The Diggers, as the small group of men came to be known, questioned
the existing order in its totality. They had grievances against the
clergy, the judges, the lawyers, parliament, and the nobles. They
requested that the common land, which had belonged to the King who
had been executed, be turned over to the people. The people could
run the commons collectively and set up a co-operative commonwealth
alongside the existing system. The Diggers believed that their
system would prove to be so peaceful and filled with reason and
love that soon the whole country would join them. They saw no need
for violence and refused even to defend themselves when attacked.
The Diggers had two distinct arguments for their cause, one
religious and the other political. The religious argument stated
that God had not created the earth to be enjoyed by certain men
only, but rather as a common treasury for all. The ownership of the
land in England had been achieved, from William the Conqueror on,
by the use of the sword—indirectly when not directly. Thus land
ownership, based upon blood, was immoral. Diggers believed man to
have two opposing instincts in his spirit: self-preservation, which
accounted for greed and bloodshed, and common preservation,
represented by sharing and love. To act in a morally correct way
meant living a life based on common preservation. Diggers also
believed that if men lived for a while in accordance with common
preservation, their bad instincts would disappear because of the
supreme power of universal love.
The Diggers' political argument was that, since the common land
once belonged to the King, it now belonged to all those who had
fought to end the monarchy. Thus, since masses of people had
fought, the masses were entitled to former royal holdings. It's
important to note that Gerald Winstanley, the Diggers' leading
spokesman, showed an increasing tendency to base their cause on the
more concrete political arguments during the movement's brief
history. The last important document to come out of the Digger
movement was a long appeal from Winstanley to Oliver Cromwell
calling for the creation of a co-operative commonwealth in England.
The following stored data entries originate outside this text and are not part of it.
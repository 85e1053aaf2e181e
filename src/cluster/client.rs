use std::io::{BufReader, BufWriter};
use std::net::TcpStream;
use std::path::Path;
use std::sync::atomic::{AtomicBool, AtomicUsize, Ordering};

use anyhow::Context as _;

use crate::cluster::protocol::{FrameRequest, read_response, write_request};
use crate::foundation::error::{TimelapseError, TimelapseResult};
use crate::pipeline::frame::{Frame, FramePipeline};

/// Dispatches frame nodes to `timelapse worker` processes.
///
/// Each gather opens one connection per listed worker address; connections pull nodes from a
/// shared queue, so faster workers take more frames.
#[derive(Clone, Debug)]
pub struct ClusterClient {
    workers: Vec<String>,
}

impl ClusterClient {
    pub fn new(workers: Vec<String>) -> TimelapseResult<Self> {
        if workers.is_empty() {
            return Err(TimelapseError::conflicting(
                "cluster scheduler needs at least one worker address",
            ));
        }
        if let Some(bad) = workers.iter().find(|w| w.trim().is_empty()) {
            return Err(TimelapseError::conflicting(format!(
                "invalid worker address '{bad}'"
            )));
        }
        Ok(Self { workers })
    }

    pub fn workers(&self) -> &[String] {
        &self.workers
    }

    /// Workers reopen the source by path, so it must come from the filesystem.
    pub fn check(&self, pipeline: &FramePipeline) -> TimelapseResult<()> {
        source_path(pipeline).map(|_| ())
    }

    pub fn gather(
        &self,
        pipeline: &FramePipeline,
        times: &[usize],
        cancel: &AtomicBool,
        deliver: &(dyn Fn(usize, TimelapseResult<Frame>) + Sync),
    ) {
        let source = match source_path(pipeline) {
            Ok(path) => path,
            Err(e) => {
                for &t in times {
                    deliver(t, Err(TimelapseError::conflicting(e.detail())));
                }
                return;
            }
        };

        let queue = NodeQueue {
            times,
            next: AtomicUsize::new(0),
            done: times.iter().map(|_| AtomicBool::new(false)).collect(),
        };
        std::thread::scope(|scope| {
            for addr in &self.workers {
                let queue = &queue;
                scope.spawn(move || drive(addr, source, pipeline, queue, cancel, deliver));
            }
        });

        if cancel.load(Ordering::Relaxed) {
            return;
        }
        for (i, &time) in times.iter().enumerate() {
            if !queue.done[i].load(Ordering::Relaxed) {
                deliver(
                    time,
                    Err(TimelapseError::Other(anyhow::anyhow!(
                        "no cluster worker was reachable to compute time {time}"
                    ))),
                );
            }
        }
    }
}

struct NodeQueue<'a> {
    times: &'a [usize],
    next: AtomicUsize,
    done: Vec<AtomicBool>,
}

impl NodeQueue<'_> {
    fn take(&self) -> Option<(usize, usize)> {
        let i = self.next.fetch_add(1, Ordering::Relaxed);
        self.times.get(i).map(|&t| (i, t))
    }
}

struct Connection {
    reader: BufReader<TcpStream>,
    writer: BufWriter<TcpStream>,
}

impl Connection {
    fn open(addr: &str) -> TimelapseResult<Self> {
        let stream =
            TcpStream::connect(addr).with_context(|| format!("connect to worker '{addr}'"))?;
        stream.set_nodelay(true).context("configure worker socket")?;
        let reader = BufReader::new(stream.try_clone().context("clone worker socket")?);
        Ok(Self {
            reader,
            writer: BufWriter::new(stream),
        })
    }

    fn request(&mut self, req: &FrameRequest) -> TimelapseResult<TimelapseResult<Frame>> {
        write_request(&mut self.writer, req)?;
        read_response(&mut self.reader, req)
    }
}

fn drive(
    addr: &str,
    source: &Path,
    pipeline: &FramePipeline,
    queue: &NodeQueue<'_>,
    cancel: &AtomicBool,
    deliver: &(dyn Fn(usize, TimelapseResult<Frame>) + Sync),
) {
    let mut conn = match Connection::open(addr) {
        Ok(conn) => conn,
        Err(e) => {
            tracing::warn!(worker = addr, error = %e, "cluster worker unreachable");
            return;
        }
    };
    let stages = pipeline.stages();

    while !cancel.load(Ordering::Relaxed) {
        let Some((i, time)) = queue.take() else {
            return;
        };
        let req = FrameRequest {
            source: source.to_path_buf(),
            scene: pipeline.scene(),
            channel: pipeline.channel(),
            time,
            projection: stages.projection,
            normalization: stages.normalization,
            retries: stages.chunk_read_retries,
        };
        tracing::debug!(worker = addr, time, "frame dispatched");
        let (result, broken) = match conn.request(&req) {
            Ok(outcome) => (outcome, false),
            Err(transport) => (Err(transport), true),
        };
        queue.done[i].store(true, Ordering::Relaxed);
        deliver(time, result);
        if broken {
            tracing::warn!(worker = addr, "dropping cluster worker connection after failure");
            return;
        }
    }
}

fn source_path(pipeline: &FramePipeline) -> TimelapseResult<&Path> {
    pipeline.view().source().location().ok_or_else(|| {
        TimelapseError::conflicting(
            "cluster execution needs a file-backed source that workers can reopen",
        )
    })
}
This included concrete proposals on how to organize the economy,
the schools, the state and judicial system. It favoured private
property within the home, family-based settlements, universal
manhood suffrage, common ownership of all Crown lands, and common
storehouses for all products.
Although the original Diggers didn't succeed in their goal, their
thoughts have survived over three hundred years and appeared again
in remarkably similar form. Growing out of give-and-take between
the New Left and the old beat generation, a hippy culture blossomed
in San Francisco in late 1965. Two new factors which made the hippy
culture a very distinct phenomenon were, first, a feeling of
community (emphasized by individuals frustrated in the New Left),
and second, the use of LSD. Cutting across the economic and social
differences of many alienated Americans, almost all quite young, a
new tribal love culture took root in the Haight-Ashbury district of
the city. The new force unleashed by LSD constituted the primary
unifying factor in a grouping which ranged from the sometimes
violent Hell's Angels motorcycle club to meditating Zen Buddhists.
This new culture was at first amorphous but it soon took on the
shape of a bohemian community complete with its own merchant class:
the hip merchants.
Haight-Ashbury's new love community acquired members primarily from
the swollen ranks of alienated young people who were also
discovering the "love trip." Conversations on streets in the Haight-Ashbury became filled with talk of love, and then, suddenly
appearing in the autumn of 1966, was a group calling itself the
Diggers. It began to distribute free food in the local park—food
donated by individuals and collected from the surpluses of local
markets. The new group also attempted to provide housing for the
growing number of young people who had become convinced that they
should create a new, loving society.
The important point is that the new Diggers began similarly to the
original ones, by simply showing up on the scene and declaring that
they acted in accordance with the spirit of universal love. The
fact that this love was found partly through LSD—not derived from
the Bible—isn't crucial. The original Diggers were also said to be
influenced by mystical ideas during their religious gatherings.
At first the coming of the new Diggers was lauded by the entire
hippy community. The "Digger thing" of giving things away spread
into the community—and beyond into the high schools and colleges
of the city. There was a powerful new force in the air as one
walked down Haight Street and saw people giving away flowers,
fruits and candies. The Diggers in a sense became a new morality,
the opposite of industrial capitalism's grab-bag marketplace
morality. The moral position of the Diggers can be seen in the fact
that after they had been pushed out of various offices by the
police and health departments, they were given an office and
kitchen privileges by a neighbourhood church. They were looked upon
soon as the most beautiful part of the community and then began to
be labelled by some as a "community service." It was at this point
that an inevitable split occurred, for the Diggers did not want to
be a community service—they wanted the community itself to be
based on the new morality. A conflict began between the Diggers and
the hip merchants.
It was fairly obvious that the merchants were getting rich without
helping the hippies on the streets, many of whom were dependent on
the Diggers. At a meeting one of the more vocal Diggers asked why,
if they were a community service, did they find it so hard to get
aid from the community. They wished to see money used to buy space
for people—living space, growing space, space to create the new
world. Such aims conflicted with those of the business-minded
merchants. A full-scale break was developing.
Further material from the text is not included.